Introduced in 2016, the Checkology virtual classroom is a browser-based platform with interactive lessons, hosted by journalists and subject matter experts, that examine topics such as "Introduction to Algorithms," "Misinformation," "Conspiratorial Thinking," "Understanding Bias," and "The First Amendment." The international education nonprofit HundrED, which identifies "inspiring innovations" in K-12 education, named the platform as a winner of its 2019 Spotlight on Digital Wellbeing award. In April 2024, Checkology received a Webby People's Voice Award in the category of Websites and Mobile Sites: Responsible Information, which "recognizes products, platforms, software and other technologies working to combat disinformation, misinformation and false or misleading information online."

In addition to its student-centered programming, NLP has held webinars in conjunction with AARP's Older Adults Technology Services to help older people learn to identify inaccurate information online and provide them with the tools and knowledge needed to verify factual information.

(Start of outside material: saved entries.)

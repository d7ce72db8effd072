//! Codex Gateway — entry point.
//!
//! Reads configuration from environment variables and starts the axum-based
//! HTTP gateway service.
//!
//! # Environment variables
//!
//! | Variable | Default | Description |
//! |----------|---------|-------------|
//! | `GATEWAY_PORT` | `8080` | TCP port to listen on. |
//! | `CORE_REFLECTION_URL` | `http://localhost:9000/reflect` | Master core reflection endpoint. |
//! | `MAX_QUERIES` | `5` | Reflections allowed per client per window. |
//! | `GATEWAY_QUOTA_WINDOW` | `utc-day` | `utc-day` or `lifetime`. |
//! | `GATEWAY_TRUST_FORWARDED_FOR` | `false` | Key clients by `X-Forwarded-For`. |
//! | `GATEWAY_UPSTREAM_TIMEOUT_SECS` | `120` | Upstream request timeout. |

use codex_gateway::server::{GatewayServer, GatewayServerConfig};
use codex_kernel::env::{string_or, var_or};
use codex_kernel::telemetry::init_tracing;
use std::time::Duration;
use tracing::info;

#[tokio::main]
async fn main() {
    init_tracing(&["codex_gateway=info", "codex_kernel=info"]);

    let defaults = GatewayServerConfig::default();
    let config = GatewayServerConfig {
        port: var_or("GATEWAY_PORT", defaults.port),
        upstream_url: string_or("CORE_REFLECTION_URL", &defaults.upstream_url),
        max_queries: var_or("MAX_QUERIES", defaults.max_queries),
        quota_window: var_or("GATEWAY_QUOTA_WINDOW", defaults.quota_window),
        trust_forwarded_for: var_or("GATEWAY_TRUST_FORWARDED_FOR", defaults.trust_forwarded_for),
        upstream_timeout: Duration::from_secs(var_or(
            "GATEWAY_UPSTREAM_TIMEOUT_SECS",
            defaults.upstream_timeout.as_secs(),
        )),
    };

    info!(
        port = config.port,
        upstream = %config.upstream_url,
        max_queries = config.max_queries,
        trust_forwarded_for = config.trust_forwarded_for,
        "Codex gateway configuration loaded"
    );

    if let Err(e) = GatewayServer::new(config).start().await {
        eprintln!("Gateway error: {e}");
        std::process::exit(1);
    }
}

Two weekly newsletters — The Sift (for educators) and Get Smart About News (for the general public) — discuss news literacy topics, including viral rumors and journalism ethics. NLP's RumorGuard website identifies and debunks examples of viral misinformation; in 2023 the American Association of School Librarians included the platform in its list of "best digital tools for teaching and learning." In August 2024 NLP launched Misinformation Dashboard: Election 2024 to counter rampant misinformation and disinformation related to the presidential election.

NewsLitCamp is a day-long professional development program for educators, held in conjunction with one or more news outlets.

NLP also operates a three-year District Fellowship program that includes a $30,000 grant to help participating school districts develop and implement news-literacy instruction.

The Informable mobile app helps users practice distinct types of news literacy skills in a game-like format. When Informable was released in December 2019, Apple's App Store included it in its "Apps We Love Right Now" list.

In September 2020, NLP developed a podcast, Is That a Fact?, where journalists, educators, and experts on misinformation and disinformation discuss news literacy topics with NLP staff. Guests have included Maria Ressa, chief executive officer of the digital news site Rappler and winner of the Nobel Peace Prize; tech journalist Kara Swisher, a co-founder of Recode and a former contributor to The New York Times' Opinion section; Dr. Vivek Murthy, the U.S. surgeon general; Michael Luo, the editor of The New Yorker's website; and Joan Donovan, research director at Harvard University's Shorenstein Center on Media, Politics and Public Policy.

=== National News Literacy Week ===
NLP and The E.W. Scripps Co. sponsor National News Literacy Week, an annual public awareness campaign "to promote news literacy as a fundamental life skill and to provide the public with the tools needed to be an informed and empowered populace." The first National News Literacy Week was held Jan. 27–31, 2020.

== Honors and awards ==
NLP was the 2023 winner of the David M. Rubenstein Prize, the highest honor of the Library of Congress's Literacy Awards Program. The $150,000 prize is presented annually on International Literacy Day (September 8) to an organization that "has demonstrated exceptional and sustained depth in its commitment to the advancement of literacy" and meets "the highest standards of excellence in its operations and services."